◆ **To do**: Up to and including the line that contains "pub fn room(&self)", return every line from the start of the data, unchanged.

◆ **Dataset excerpts**:
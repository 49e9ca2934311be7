//! Physical item instances and the system-wide identity registry.
//!
//! Serial numbers and serial-unit codes are unique across the entire system,
//! not per request. The registry indexes both and is consulted by every
//! receiving operation.
//!
//! Status and location changes go through the registry, which appends one
//! [`UnitMovement`] per change. The trail is never rewritten.

use std::collections::{BTreeMap, HashMap, HashSet};

use chrono::{DateTime, Utc};
use serde::{Deserialize, Serialize};
use thiserror::Error;

use assetflow_core::{Actor, RoomId, Stamp, UnitId, WarehouseId, define_id};

use crate::catalog::CatalogItemId;

define_id!(
    /// Identifier of one physical unit.
    InstanceId,
    "InstanceId"
);

#[derive(Debug, Copy, Clone, PartialEq, Eq, Hash, Serialize, Deserialize)]
#[serde(rename_all = "snake_case")]
pub enum ItemStatus {
    Available,
    Processing,
    #[serde(rename = "used")]
    InUse,
    Maintenance,
    Returned,
    Loaned,
}

impl core::fmt::Display for ItemStatus {
    fn fmt(&self, f: &mut core::fmt::Formatter<'_>) -> core::fmt::Result {
        let s = match self {
            ItemStatus::Available => "available",
            ItemStatus::Processing => "processing",
            ItemStatus::InUse => "used",
            ItemStatus::Maintenance => "maintenance",
            ItemStatus::Returned => "returned",
            ItemStatus::Loaned => "loaned",
        };
        f.write_str(s)
    }
}

/// Where a unit currently is.
#[derive(Debug, Copy, Clone, PartialEq, Eq, Hash, Serialize, Deserialize)]
#[serde(tag = "kind", rename_all = "snake_case")]
pub enum Location {
    Warehouse { warehouse: WarehouseId },
    Unit { unit: UnitId, room: Option<RoomId> },
}

impl Location {
    pub fn warehouse(&self) -> Option<WarehouseId> {
        match self {
            Location::Warehouse { warehouse } => Some(*warehouse),
            Location::Unit { .. } => None,
        }
    }

    pub fn room(&self) -> Option<RoomId> {
        match self {
            Location::Unit { room, .. } => *room,
            Location::Warehouse { .. } => None,
        }
    }
}

/// Result of binding an instance to a warehouse at completion time.
#[derive(Debug, Copy, Clone, PartialEq, Eq)]
pub enum Binding {
    /// Was unplaced, now in the warehouse.
    Bound,
    /// Already in the same warehouse.
    AlreadyBound,
    /// Placed somewhere else; left untouched.
    Conflict(Location),
}

#[derive(Debug, Clone, PartialEq, Eq, Serialize, Deserialize)]
pub struct ItemInstance {
    id: InstanceId,
    serial_number: Option<String>,
    serial_unit: String,
    catalog_item: Option<CatalogItemId>,
    status: ItemStatus,
    location: Option<Location>,
    created_at: DateTime<Utc>,
}

impl ItemInstance {
    pub fn id(&self) -> InstanceId {
        self.id
    }

    pub fn serial_number(&self) -> Option<&str> {
        self.serial_number.as_deref()
    }

    pub fn serial_unit(&self) -> &str {
        &self.serial_unit
    }

    pub fn catalog_item(&self) -> Option<CatalogItemId> {
        self.catalog_item
    }

    pub fn status(&self) -> ItemStatus {
        self.status
    }

    pub fn location(&self) -> Option<Location> {
        self.location
    }

    pub fn created_at(&self) -> DateTime<Utc> {
        self.created_at
    }

    pub fn set_status(&mut self, status: ItemStatus) -> ItemStatus {
        core::mem::replace(&mut self.status, status)
    }

    pub fn relocate(&mut self, location: Location) {
        self.location = Some(location);
    }

    /// Record which catalog item this unit is, once the item type is known.
    pub fn assign_catalog_item(&mut self, item: CatalogItemId) {
        self.catalog_item = Some(item);
    }

    /// Place an unplaced unit in `warehouse`; idempotent for the same warehouse.
    pub fn bind_warehouse(&mut self, warehouse: WarehouseId) -> Binding {
        match self.location {
            None => {
                self.location = Some(Location::Warehouse { warehouse });
                Binding::Bound
            }
            Some(Location::Warehouse { warehouse: w }) if w == warehouse => Binding::AlreadyBound,
            Some(other) => Binding::Conflict(other),
        }
    }
}

/// One change of a unit's status or whereabouts.
///
/// `status_before` is `None` for the entry written at registration.
#[derive(Debug, Clone, PartialEq, Eq, Serialize, Deserialize)]
pub struct UnitMovement {
    pub instance: InstanceId,
    pub serial_unit: String,
    pub from: Option<Location>,
    pub to: Option<Location>,
    pub status_before: Option<ItemStatus>,
    pub status_after: ItemStatus,
    pub actor: Actor,
    pub at: DateTime<Utc>,
    pub note: String,
}

/// A unit about to be registered.
#[derive(Debug, Clone, PartialEq, Eq)]
pub struct NewInstance {
    pub serial_number: Option<String>,
    pub serial_unit: String,
    pub catalog_item: Option<CatalogItemId>,
}

#[derive(Debug, Error, Clone, PartialEq, Eq)]
pub enum RegistryError {
    #[error("serial number {0} already exists")]
    DuplicateSerial(String),

    #[error("serial unit {0} already exists")]
    DuplicateSerialUnit(String),

    #[error("item instance {0} not found")]
    UnknownInstance(InstanceId),
}

#[derive(Debug, Clone, Default, PartialEq, Eq)]
pub struct InstanceRegistry {
    instances: BTreeMap<InstanceId, ItemInstance>,
    by_serial: HashMap<String, InstanceId>,
    by_serial_unit: HashMap<String, InstanceId>,
    movements: Vec<UnitMovement>,
    next_id: u64,
}

impl InstanceRegistry {
    pub fn new() -> Self {
        Self::default()
    }

    pub fn len(&self) -> usize {
        self.instances.len()
    }

    pub fn is_empty(&self) -> bool {
        self.instances.is_empty()
    }

    pub fn get(&self, id: InstanceId) -> Option<&ItemInstance> {
        self.instances.get(&id)
    }

    fn get_mut(&mut self, id: InstanceId) -> Result<&mut ItemInstance, RegistryError> {
        self.instances
            .get_mut(&id)
            .ok_or(RegistryError::UnknownInstance(id))
    }

    /// Change one unit through `f` and log the change, if any.
    ///
    /// Identity fields have no setters, so the indexes stay valid.
    pub fn update<R>(
        &mut self,
        id: InstanceId,
        stamp: Stamp,
        note: impl Into<String>,
        f: impl FnOnce(&mut ItemInstance) -> R,
    ) -> Result<R, RegistryError> {
        let unit = self.get_mut(id)?;
        let (status_before, from) = (unit.status, unit.location);
        let value = f(unit);

        if unit.status != status_before || unit.location != from {
            let movement = UnitMovement {
                instance: id,
                serial_unit: unit.serial_unit.clone(),
                from,
                to: unit.location,
                status_before: Some(status_before),
                status_after: unit.status,
                actor: stamp.actor,
                at: stamp.at,
                note: note.into(),
            };
            self.movements.push(movement);
        }
        Ok(value)
    }

    /// Every logged movement, oldest first.
    pub fn movements(&self) -> &[UnitMovement] {
        &self.movements
    }

    /// Movement trail of one unit, oldest first.
    pub fn history(&self, id: InstanceId) -> impl Iterator<Item = &UnitMovement> {
        self.movements.iter().filter(move |m| m.instance == id)
    }

    pub fn iter(&self) -> impl Iterator<Item = &ItemInstance> {
        self.instances.values()
    }

    pub fn contains_serial(&self, serial: &str) -> bool {
        self.by_serial.contains_key(serial)
    }

    pub fn contains_serial_unit(&self, code: &str) -> bool {
        self.by_serial_unit.contains_key(code)
    }

    pub fn find_by_serial(&self, serial: &str) -> Option<&ItemInstance> {
        self.by_serial.get(serial).and_then(|id| self.instances.get(id))
    }

    pub fn find_by_serial_unit(&self, code: &str) -> Option<&ItemInstance> {
        self.by_serial_unit
            .get(code)
            .and_then(|id| self.instances.get(id))
    }

    pub fn id_for_serial_unit(&self, code: &str) -> Option<InstanceId> {
        self.by_serial_unit.get(code).copied()
    }

    /// Units currently placed in `room`, in id order.
    pub fn in_room(&self, room: RoomId) -> impl Iterator<Item = &ItemInstance> {
        self.instances
            .values()
            .filter(move |i| i.location.and_then(|l| l.room()) == Some(room))
    }

    pub fn set_status(
        &mut self,
        id: InstanceId,
        status: ItemStatus,
        stamp: Stamp,
        note: impl Into<String>,
    ) -> Result<ItemStatus, RegistryError> {
        self.update(id, stamp, note, |unit| unit.set_status(status))
    }

    /// First identity conflict `batch` would cause, checked against the
    /// registry and within the batch itself.
    pub fn check_batch(&self, batch: &[NewInstance]) -> Result<(), RegistryError> {
        let mut serials = HashSet::new();
        let mut units = HashSet::new();

        for new in batch {
            if let Some(serial) = &new.serial_number {
                if self.contains_serial(serial) || !serials.insert(serial.as_str()) {
                    return Err(RegistryError::DuplicateSerial(serial.clone()));
                }
            }
            if self.contains_serial_unit(&new.serial_unit) || !units.insert(new.serial_unit.as_str())
            {
                return Err(RegistryError::DuplicateSerialUnit(new.serial_unit.clone()));
            }
        }
        Ok(())
    }

    /// Register every unit of `batch` or none of them.
    ///
    /// New instances start `available` and unplaced.
    pub fn register_batch(
        &mut self,
        batch: Vec<NewInstance>,
        stamp: Stamp,
        note: &str,
    ) -> Result<Vec<InstanceId>, RegistryError> {
        self.check_batch(&batch)?;

        let mut ids = Vec::with_capacity(batch.len());
        for new in batch {
            self.next_id += 1;
            let id = InstanceId::new(self.next_id);

            if let Some(serial) = &new.serial_number {
                self.by_serial.insert(serial.clone(), id);
            }
            self.by_serial_unit.insert(new.serial_unit.clone(), id);
            self.movements.push(UnitMovement {
                instance: id,
                serial_unit: new.serial_unit.clone(),
                from: None,
                to: None,
                status_before: None,
                status_after: ItemStatus::Available,
                actor: stamp.actor,
                at: stamp.at,
                note: note.to_string(),
            });
            self.instances.insert(
                id,
                ItemInstance {
                    id,
                    serial_number: new.serial_number,
                    serial_unit: new.serial_unit,
                    catalog_item: new.catalog_item,
                    status: ItemStatus::Available,
                    location: None,
                    created_at: stamp.at,
                },
            );
            ids.push(id);
        }
        Ok(ids)
    }
}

◆ **Worked solution**:
repository 49e9ca2934311be7
//! Physical item instances and the system-wide identity registry.
//!
//! Serial numbers and serial-unit codes are unique across the entire system,
//! not per request. The registry indexes both and is consulted by every
//! receiving operation.
//!
//! Status and location changes go through the registry, which appends one
//! [`UnitMovement`] per change. The trail is never rewritten.

use std::collections::{BTreeMap, HashMap, HashSet};

use chrono::{DateTime, Utc};
use serde::{Deserialize, Serialize};
use thiserror::Error;

use assetflow_core::{Actor, RoomId, Stamp, UnitId, WarehouseId, define_id};

use crate::catalog::CatalogItemId;

define_id!(
    /// Identifier of one physical unit.
    InstanceId,
    "InstanceId"
);

#[derive(Debug, Copy, Clone, PartialEq, Eq, Hash, Serialize, Deserialize)]
#[serde(rename_all = "snake_case")]
pub enum ItemStatus {
    Available,
    Processing,
    #[serde(rename = "used")]
    InUse,
    Maintenance,
    Returned,
    Loaned,
}

impl core::fmt::Display for ItemStatus {
    fn fmt(&self, f: &mut core::fmt::Formatter<'_>) -> core::fmt::Result {
        let s = match self {
            ItemStatus::Available => "available",
            ItemStatus::Processing => "processing",
            ItemStatus::InUse => "used",
            ItemStatus::Maintenance => "maintenance",
            ItemStatus::Returned => "returned",
            ItemStatus::Loaned => "loaned",
        };
        f.write_str(s)
    }
}

/// Where a unit currently is.
#[derive(Debug, Copy, Clone, PartialEq, Eq, Hash, Serialize, Deserialize)]
#[serde(tag = "kind", rename_all = "snake_case")]
pub enum Location {
    Warehouse { warehouse: WarehouseId },
    Unit { unit: UnitId, room: Option<RoomId> },
}

impl Location {
    pub fn warehouse(&self) -> Option<WarehouseId> {
        match self {
            Location::Warehouse { warehouse } => Some(*warehouse),
            Location::Unit { .. } => None,
        }
    }

    pub fn room(&self) -> Option<RoomId> {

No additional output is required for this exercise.